Eine Stunde vor Eröffnung des Theaters drängte man sich vor dem Eingang und rot von der Wand leuchtete es nieder: Das Blutgericht! Die Besetzung war eine ausgezeichnete. Der Heldendarsteller Wallner, ein Recke mit donnergewaltiger Stimme, der Liebhaber Müller mit dem üppigen geringelten Lockenhaar, das immer so pechschwarz und feucht war. Der Charakterdarsteller Bromberg mit den Intriguantenfalten im glattrasierten Gesicht.
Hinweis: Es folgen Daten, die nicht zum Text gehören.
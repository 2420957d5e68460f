//! In-memory chain for tests and dry runs
//!
//! State is versioned by epoch: a value set at epoch `e` is visible to every
//! read at `e` or later until overwritten.

use crate::abi::{self, ACCOUNT_PAGE_SIZE};
use crate::client::{ChainClient, ChainHead, LogFilter, RawLog};
use crate::events::TRANSFER_TOPIC;
use crate::{ContractCall, Error, Result};
use async_trait::async_trait;
use ledger_core::{Address, BigInt, Epoch};
use parking_lot::Mutex;
use std::collections::{BTreeMap, HashMap};
use tracing::debug;

/// A contract call the mock served
#[derive(Debug, Clone, PartialEq, Eq)]
pub struct RecordedCall {
    /// Target contract
    pub contract: Address,
    /// Call
    pub call: ContractCall,
    /// Pinned epoch
    pub epoch: Epoch,
}

#[derive(Debug, Default)]
struct MockState {
    head: Epoch,
    head_failures: usize,
    head_queries: usize,
    call_failures: usize,
    supply: HashMap<Address, BTreeMap<Epoch, BigInt>>,
    balances: HashMap<(Address, Address), BTreeMap<Epoch, BigInt>>,
    holders: HashMap<Address, Vec<Address>>,
    account_totals: HashMap<Address, u64>,
    pages: HashMap<(Address, u64), Vec<Address>>,
    logs: Vec<RawLog>,
    nonces: HashMap<Address, BTreeMap<Epoch, u64>>,
    tx_epochs: HashMap<String, Epoch>,
    calls: Vec<RecordedCall>,
}

fn as_of<V: Clone>(history: Option<&BTreeMap<Epoch, V>>, epoch: Epoch) -> Option<V> {
    history.and_then(|h| h.range(..=epoch).next_back().map(|(_, v)| v.clone()))
}

/// Scriptable [`ChainClient`]
#[derive(Debug, Default)]
pub struct MockChain {
    state: Mutex<MockState>,
}

impl MockChain {
    /// Empty chain at epoch 0
    pub fn new() -> Self {
        Self::default()
    }

    /// Move the head
    pub fn set_head(&self, epoch: Epoch) {
        self.state.lock().head = epoch;
    }

    /// Fail the next `n` head queries with a transport error
    pub fn fail_next_head_queries(&self, n: usize) {
        self.state.lock().head_failures = n;
    }

    /// Head queries served or failed so far
    pub fn head_queries(&self) -> usize {
        self.state.lock().head_queries
    }

    /// Fail the next `n` contract calls with a transport error
    pub fn fail_next_calls(&self, n: usize) {
        self.state.lock().call_failures = n;
    }

    /// Total supply of `contract` from `epoch` on
    pub fn set_total_supply(&self, contract: &Address, epoch: Epoch, amount: impl Into<BigInt>) {
        self.state
            .lock()
            .supply
            .entry(contract.clone())
            .or_default()
            .insert(epoch, amount.into());
    }

    /// Balance of `account` on `contract` from `epoch` on
    pub fn set_balance(&self, contract: &Address, account: &Address, epoch: Epoch, amount: impl Into<BigInt>) {
        self.state
            .lock()
            .balances
            .entry((contract.clone(), account.clone()))
            .or_default()
            .insert(epoch, amount.into());
    }

    /// Append a holder to the contract's enumeration
    pub fn register_account(&self, contract: &Address, account: &Address) {
        self.state
            .lock()
            .holders
            .entry(contract.clone())
            .or_default()
            .push(account.clone());
    }

    /// Override `accountTotal()`
    pub fn set_account_total(&self, contract: &Address, total: u64) {
        self.state.lock().account_totals.insert(contract.clone(), total);
    }

    /// Override the page returned at `offset` (zero-padded to a full page)
    pub fn set_page(&self, contract: &Address, offset: u64, accounts: Vec<Address>) {
        self.state.lock().pages.insert((contract.clone(), offset), accounts);
    }

    /// Append a log
    pub fn push_log(&self, log: RawLog) {
        self.state.lock().logs.push(log);
    }

    /// Next nonce of `account` from `epoch` on
    pub fn set_next_nonce(&self, account: &Address, epoch: Epoch, nonce: u64) {
        self.state
            .lock()
            .nonces
            .entry(account.clone())
            .or_default()
            .insert(epoch, nonce);
    }

    /// Execution epoch of a transaction
    pub fn set_transaction_epoch(&self, tx_hash: &str, epoch: Epoch) {
        self.state.lock().tx_epochs.insert(tx_hash.to_ascii_lowercase(), epoch);
    }

    /// Every contract call served so far
    pub fn calls(&self) -> Vec<RecordedCall> {
        self.state.lock().calls.clone()
    }

    /// Number of calls matching `predicate`
    pub fn count_calls(&self, predicate: impl Fn(&ContractCall) -> bool) -> usize {
        self.state
            .lock()
            .calls
            .iter()
            .filter(|c| predicate(&c.call))
            .count()
    }

    /// Forget recorded calls
    pub fn clear_calls(&self) {
        self.state.lock().calls.clear();
    }

    /// `Transfer(sender, recipient, amount)` log emitted by `contract`
    pub fn transfer_log(
        contract: &Address,
        sender: &Address,
        recipient: &Address,
        amount: impl Into<BigInt>,
        epoch: Epoch,
    ) -> RawLog {
        let topic = |a: &Address| abi::to_hex(&abi::encode_address(a));
        let amount = amount.into();
        let data = abi::encode_uint(&amount).unwrap_or([0u8; 32]);
        RawLog {
            address: contract.clone(),
            topics: vec![TRANSFER_TOPIC.to_string(), topic(sender), topic(recipient)],
            data: abi::to_hex(&data),
            epoch: Some(epoch),
            transaction_hash: None,
        }
    }

    fn page(state: &MockState, contract: &Address, offset: u64) -> Vec<Address> {
        if let Some(page) = state.pages.get(&(contract.clone(), offset)) {
            return page.clone();
        }
        state
            .holders
            .get(contract)
            .map(|holders| {
                holders
                    .iter()
                    .skip(offset as usize)
                    .take(ACCOUNT_PAGE_SIZE)
                    .cloned()
                    .collect()
            })
            .unwrap_or_default()
    }
}

#[async_trait]
impl ChainHead for MockChain {
    async fn current_epoch(&self) -> Result<Epoch> {
        let mut state = self.state.lock();
        state.head_queries += 1;
        if state.head_failures > 0 {
            state.head_failures -= 1;
            return Err(Error::Transport("mock head unavailable".to_string()));
        }
        Ok(state.head)
    }
}

#[async_trait]
impl ChainClient for MockChain {
    async fn call(&self, contract: &Address, call: &ContractCall, epoch: Epoch) -> Result<Vec<u8>> {
        let mut state = self.state.lock();
        if state.call_failures > 0 {
            state.call_failures -= 1;
            return Err(Error::Transport("mock call failed".to_string()));
        }
        state.calls.push(RecordedCall {
            contract: contract.clone(),
            call: call.clone(),
            epoch,
        });
        debug!(%contract, call = call.name(), epoch, "Mock call");

        let data = match call {
            ContractCall::TotalSupply => {
                let supply = as_of(state.supply.get(contract), epoch).unwrap_or_default();
                abi::encode_uint(&supply)?.to_vec()
            }
            ContractCall::BalanceOf(account) => {
                let key = (contract.clone(), account.clone());
                let balance = as_of(state.balances.get(&key), epoch).unwrap_or_default();
                abi::encode_uint(&balance)?.to_vec()
            }
            ContractCall::AccountTotal => {
                let total = state.account_totals.get(contract).copied().unwrap_or_else(|| {
                    state.holders.get(contract).map_or(0, |h| h.len() as u64)
                });
                abi::encode_u64(total).to_vec()
            }
            ContractCall::AccountList { offset } => {
                let mut page = Self::page(&state, contract, *offset);
                page.resize(ACCOUNT_PAGE_SIZE, Address::zero());
                page.iter().flat_map(abi::encode_address).collect()
            }
        };
        Ok(data)
    }

    async fn get_logs(&self, filter: &LogFilter) -> Result<Vec<RawLog>> {
        let state = self.state.lock();
        let mut logs: Vec<RawLog> = state
            .logs
            .iter()
            .filter(|log| {
                let epoch = log.epoch.unwrap_or_default();
                epoch >= filter.from_epoch
                    && epoch <= filter.to_epoch
                    && filter.addresses.contains(&log.address)
                    && filter.topics.as_ref().map_or(true, |topics| {
                        log.topics.first().map_or(false, |t| topics.contains(t))
                    })
            })
            .cloned()
            .collect();
        logs.sort_by_key(|log| log.epoch);
        Ok(logs)
    }

    async fn next_nonce(&self, account: &Address, epoch: Epoch) -> Result<u64> {
        let state = self.state.lock();
        Ok(as_of(state.nonces.get(account), epoch).unwrap_or_default())
    }

    async fn transaction_epoch(&self, tx_hash: &str) -> Result<Epoch> {
        self.state
            .lock()
            .tx_epochs
            .get(&tx_hash.to_ascii_lowercase())
            .copied()
            .ok_or_else(|| Error::Decode(format!("transaction {} not found", tx_hash)))
    }
}
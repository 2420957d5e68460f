//! Ledger Core
//!
//! Exact-arithmetic balance bookkeeping shared by the on-chain and off-chain
//! sides of the reconciliation engine.
//!
//! # Architecture
//!
//! - **Ledger**: address-keyed balances with a zero default and additive merge
//! - **Deltas**: per-window increase/decrease sets and per-account signed maps
//! - **Fixed point**: 18-digit scaled integers for off-chain decimal amounts
//! - **Batching**: bounded fan-out for chain and database reads
//!
//! # Invariants
//!
//! - Conservation: a token's total supply equals the sum of its ledger
//! - No floating point: every amount is a `BigInt`
//! - Addresses are lower-cased at construction, so lookups are case-insensitive

#![forbid(unsafe_code)]
#![warn(
    missing_docs,
    rust_2018_idioms,
    missing_debug_implementations,
    clippy::all
)]

pub mod amount;
pub mod config;
pub mod delta;
pub mod error;
pub mod executor;
pub mod ledger;
pub mod types;

// Re-exports
pub use amount::FixedAmount;
pub use config::Config;
pub use delta::{DeltaMap, EventDelta};
pub use error::{Error, Result};
pub use executor::BatchExecutor;
pub use ledger::Ledger;
pub use types::{AccountKey, Address, Asset, Epoch};

pub use num_bigint::BigInt;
Direktor Ringelbaum, der so selten spielte, nur in Rollen, wo sein schöner Schnurrbart nicht störte; ein boshafter Rezensent hatte einmal behauptet, dieser Schnurrbart stehe ihm höher als die Kunst. Und endlich Fräulein Florelli, in der Studentenwelt Forelle genannt, eine Liebhaberin, deren Reize es glaubhaft machten, daß man sich ihretwegen mit Papiermachédegen duellierte, mit blindgeladenen Revolvern erschoß, mit leeren Giftbechern vergiftete. Und diese Lieblinge des Publikums sollten die neue Tragödie heute zur Darstellung bringen.
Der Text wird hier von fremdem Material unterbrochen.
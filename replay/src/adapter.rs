//! Off-chain replay adapter
//!
//! Turns settled records into signed per-account legs and folds them into a
//! [`DeltaMap`] in token base units.
//!
//! Trade legs, with `funds = amount * price` computed exactly and truncated
//! to 18 decimals:
//!
//! | taker side | taker                                   | maker                                  |
//! |------------|-----------------------------------------|----------------------------------------|
//! | Buy        | base `+(amount - fee)`, quote `-funds`  | base `-amount`, quote `+(funds - fee)` |
//! | Sell       | base `-amount`, quote `+(funds - fee)`  | base `+(amount - fee)`, quote `-funds` |
//!
//! Each fee is credited to the fee address of the paying order, in the
//! currency the payer received.

use crate::deposits::DepositLocator;
use crate::resolver::AccountResolver;
use crate::store::{
    DepositRecord, NonceRange, TradeRecord, TradeSide, TransferRecord, WithdrawalRecord,
};
use crate::{Error, Result};
use chain_source::ChainClient;
use ledger_core::{AccountKey, Address, BatchExecutor, BigInt, DeltaMap, Epoch, FixedAmount};
use std::collections::HashMap;
use std::fmt;
use std::future::Future;
use std::sync::Arc;
use tracing::{debug, info};

const DEFAULT_DECIMALS: u32 = 18;

/// One signed balance movement
#[derive(Debug, Clone, PartialEq, Eq)]
pub struct Leg {
    /// Ledger account
    pub account: AccountKey,
    /// Currency name
    pub currency: String,
    /// Signed amount
    pub amount: FixedAmount,
}

impl Leg {
    fn new(account: AccountKey, currency: &str, amount: FixedAmount) -> Self {
        Self {
            account,
            currency: currency.to_string(),
            amount,
        }
    }
}

/// Replays settled off-chain records for an epoch window
#[derive(Clone)]
pub struct ReplayAdapter {
    resolver: Arc<AccountResolver>,
    chain: Arc<dyn ChainClient>,
    deposits: DepositLocator,
    executor: BatchExecutor,
    operator: Address,
    page_size: u64,
    decimals: HashMap<String, u32>,
}

impl fmt::Debug for ReplayAdapter {
    fn fmt(&self, f: &mut fmt::Formatter<'_>) -> fmt::Result {
        f.debug_struct("ReplayAdapter")
            .field("operator", &self.operator)
            .field("page_size", &self.page_size)
            .field("decimals", &self.decimals)
            .finish()
    }
}

fn parse_amount(raw: &str, what: &str) -> Result<FixedAmount> {
    FixedAmount::parse(raw).map_err(|_| Error::Decode(format!("{} '{}'", what, raw)))
}

/// Parse transfer recipients, e.g. `{"0xabc…":1.5,"0xdef…":"2"}`.
///
/// Amounts are kept as text so no precision is lost.
pub fn parse_recipients(raw: &str) -> Result<Vec<(Address, FixedAmount)>> {
    let body = raw
        .trim()
        .strip_prefix('{')
        .and_then(|s| s.strip_suffix('}'))
        .ok_or_else(|| Error::Decode(format!("recipients '{}' is not an object", raw)))?;
    if body.trim().is_empty() {
        return Ok(Vec::new());
    }

    body.split(',')
        .map(|pair| {
            let (key, value) = pair
                .split_once(':')
                .ok_or_else(|| Error::Decode(format!("recipient entry '{}'", pair.trim())))?;
            let address = Address::parse(key.trim().trim_matches('"'))?;
            let amount = parse_amount(value.trim().trim_matches('"'), "recipient amount")?;
            Ok((address, amount))
        })
        .collect()
}

impl ReplayAdapter {
    /// Create an adapter replaying operator transactions of `operator`
    pub fn new(
        resolver: Arc<AccountResolver>,
        chain: Arc<dyn ChainClient>,
        executor: BatchExecutor,
        operator: Address,
        page_size: u64,
    ) -> Self {
        let deposits = DepositLocator::new(resolver.store().clone(), chain.clone(), executor, page_size);
        Self {
            resolver,
            chain,
            deposits,
            executor,
            operator,
            page_size: page_size.max(1),
            decimals: HashMap::new(),
        }
    }

    /// Token decimals per currency name; unlisted currencies use 18
    pub fn with_decimals(mut self, decimals: HashMap<String, u32>) -> Self {
        self.decimals = decimals;
        self
    }

    /// Shared resolver
    pub fn resolver(&self) -> &Arc<AccountResolver> {
        &self.resolver
    }

    /// Operator nonces consumed in `[from, to]`
    pub async fn nonce_range(&self, from: Epoch, to: Epoch) -> Result<Option<NonceRange>> {
        let next_before = match from.checked_sub(1) {
            Some(before) => self.chain.next_nonce(&self.operator, before).await?,
            None => 0,
        };
        let next_after = self.chain.next_nonce(&self.operator, to).await?;
        Ok(NonceRange::between(next_before, next_after))
    }

    async fn fetch_all<R, F, Fut>(&self, mut page: F) -> Result<Vec<R>>
    where
        F: FnMut(u64, u64) -> Fut,
        Fut: Future<Output = Result<Vec<R>>>,
    {
        let mut rows = Vec::new();
        let mut offset = 0u64;
        loop {
            let batch = page(offset, self.page_size).await?;
            let fetched = batch.len() as u64;
            rows.extend(batch);
            if fetched < self.page_size {
                return Ok(rows);
            }
            offset += fetched;
        }
    }

    /// Legs of one settled trade
    pub async fn trade_legs(&self, trade: &TradeRecord) -> Result<Vec<Leg>> {
        let side: TradeSide = trade.side.parse()?;
        let product = self.resolver.product(trade.product_id).await?;
        let base = self.resolver.currency_name(product.base_currency_id).await?;
        let quote = self.resolver.currency_name(product.quote_currency_id).await?;

        let taker = self.resolver.order(trade.taker_order_id).await?;
        let maker = self.resolver.order(trade.maker_order_id).await?;

        let taker_base = self.resolver.account_of_user(taker.user_id, &base).await?;
        let taker_quote = self.resolver.account_of_user(taker.user_id, &quote).await?;
        let maker_base = self.resolver.account_of_user(maker.user_id, &base).await?;
        let maker_quote = self.resolver.account_of_user(maker.user_id, &quote).await?;

        let amount = parse_amount(&trade.amount, "trade amount")?;
        let funds = FixedAmount::product(&trade.amount, &trade.price).map_err(|_| {
            Error::Decode(format!("trade funds '{}' * '{}'", trade.amount, trade.price))
        })?;
        let taker_fee = parse_amount(&trade.taker_fee, "taker fee")?;
        let maker_fee = parse_amount(&trade.maker_fee, "maker fee")?;

        let legs = match side {
            TradeSide::Buy => {
                let taker_fee_account = self.resolver.account_key_str(&taker.fee_address, &base).await?;
                let maker_fee_account = self.resolver.account_key_str(&maker.fee_address, &quote).await?;
                vec![
                    Leg::new(taker_base, &base, &amount - &taker_fee),
                    Leg::new(taker_fee_account, &base, taker_fee),
                    Leg::new(taker_quote, &quote, -&funds),
                    Leg::new(maker_base, &base, -&amount),
                    Leg::new(maker_quote, &quote, &funds - &maker_fee),
                    Leg::new(maker_fee_account, &quote, maker_fee),
                ]
            }
            TradeSide::Sell => {
                let taker_fee_account = self.resolver.account_key_str(&taker.fee_address, &quote).await?;
                let maker_fee_account = self.resolver.account_key_str(&maker.fee_address, &base).await?;
                vec![
                    Leg::new(taker_base, &base, -&amount),
                    Leg::new(taker_quote, &quote, &funds - &taker_fee),
                    Leg::new(taker_fee_account, &quote, taker_fee),
                    Leg::new(maker_base, &base, &amount - &maker_fee),
                    Leg::new(maker_fee_account, &base, maker_fee),
                    Leg::new(maker_quote, &quote, -&funds),
                ]
            }
        };
        Ok(legs)
    }

    /// Debit of one settled withdrawal
    pub async fn withdrawal_legs(&self, withdrawal: &WithdrawalRecord) -> Result<Vec<Leg>> {
        let account = self
            .resolver
            .account_key_str(&withdrawal.user_address, &withdrawal.currency)
            .await?;
        let amount = parse_amount(&withdrawal.amount, "withdrawal amount")?;
        Ok(vec![Leg::new(account, &withdrawal.currency, -amount)])
    }

    /// Credit of one deposit
    pub async fn deposit_legs(&self, deposit: &DepositRecord) -> Result<Vec<Leg>> {
        let account = self
            .resolver
            .account_key_str(&deposit.user_address, &deposit.currency)
            .await?;
        let amount = parse_amount(&deposit.amount, "deposit amount")?;
        Ok(vec![Leg::new(account, &deposit.currency, amount)])
    }

    /// Sender debits and recipient credits of one transfer
    pub async fn transfer_legs(&self, transfer: &TransferRecord) -> Result<Vec<Leg>> {
        let sender = self
            .resolver
            .account_key_str(&transfer.user_address, &transfer.currency)
            .await?;
        let mut legs = Vec::new();
        for (recipient, amount) in parse_recipients(&transfer.recipients)? {
            let recipient = self.resolver.account_key(&recipient, &transfer.currency).await?;
            legs.push(Leg::new(sender, &transfer.currency, -&amount));
            legs.push(Leg::new(recipient, &transfer.currency, amount));
        }
        Ok(legs)
    }

    fn decimals_of(&self, currency: &str) -> u32 {
        self.decimals.get(currency).copied().unwrap_or(DEFAULT_DECIMALS)
    }

    /// Sum legs per account in token base units
    pub fn aggregate(&self, legs: impl IntoIterator<Item = Leg>) -> DeltaMap {
        let mut deltas = DeltaMap::new();
        for leg in legs {
            let decimals = self.decimals_of(&leg.currency);
            deltas.add(leg.account, &leg.amount.to_base_units(decimals));
        }
        deltas
    }

    /// Current off-chain balances of `address` per currency, in token base
    /// units. Currencies without a row are absent.
    pub async fn balances(&self, address: &Address) -> Result<HashMap<String, BigInt>> {
        let rows = self.resolver.store().balances(address).await?;
        let mut balances = HashMap::with_capacity(rows.len());
        for row in rows {
            let amount = parse_amount(&row.balance, "account balance")?;
            let units = amount.to_base_units(self.decimals_of(&row.currency));
            balances.insert(row.currency, units);
        }
        Ok(balances)
    }

    /// Per-account deltas implied by the off-chain records of `[from, to]`
    pub async fn replay_window(&self, from: Epoch, to: Epoch) -> Result<DeltaMap> {
        let store = self.resolver.store().clone();
        let mut legs: Vec<Leg> = Vec::new();

        if let Some(range) = self.nonce_range(from, to).await? {
            let trades = self
                .fetch_all(|offset, limit| {
                    let store = store.clone();
                    async move { store.trades(range, offset, limit).await }
                })
                .await?;
            let withdrawals = self
                .fetch_all(|offset, limit| {
                    let store = store.clone();
                    async move { store.withdrawals(range, offset, limit).await }
                })
                .await?;
            let transfers = self
                .fetch_all(|offset, limit| {
                    let store = store.clone();
                    async move { store.transfers(range, offset, limit).await }
                })
                .await?;
            info!(
                from,
                to,
                nonces = %range,
                trades = trades.len(),
                withdrawals = withdrawals.len(),
                transfers = transfers.len(),
                "Replaying settled records"
            );

            for batch in self.executor.run(trades.iter(), |t| self.trade_legs(t)).await? {
                legs.extend(batch);
            }
            for batch in self.executor.run(withdrawals.iter(), |w| self.withdrawal_legs(w)).await? {
                legs.extend(batch);
            }
            for batch in self.executor.run(transfers.iter(), |t| self.transfer_legs(t)).await? {
                legs.extend(batch);
            }
        } else {
            debug!(from, to, "No operator transactions in window");
        }

        let deposits = self.deposits.deposits_in_window(from, to).await?;
        for batch in self.executor.run(deposits.iter(), |d| self.deposit_legs(d)).await? {
            legs.extend(batch);
        }

        Ok(self.aggregate(legs))
    }
}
Der Dichter war völlig unbekannt. Man wollte wissen, daß Balduin Hendlbadschi ein angenommener Name sei, hinter dem sich eine hochstehende Persönlichkeit verberge. Andere wollten den Mann als jungen Privatlehrer kennen, der immer zu kurze Beinkleider und einen zu hohen Zylinder trug und wenigstens schon so viele klassische Stücke geschrieben hätte, als Goethe und Schiller zusammen. Direktor Ringelbaum habe es mit Mühe dahin gebracht, daß der Dichter sein neuestes Drama aufführen lasse, so bescheiden sei er. Weil aber alles Hehre durch Bosheit verdorben werden muß, so erdreistet sich ein schmieriger Coulissenbursche zur Behauptung, »das Blutgericht« sei schon der dreizehnte Schund, den Herr Hendlbadschi seit zwei Jahren bei diesem Theater eingereicht habe. Er setze durch seine Zudringlichkeit alle Dramaturgen in Verzweiflung. Man werde wohl sehen!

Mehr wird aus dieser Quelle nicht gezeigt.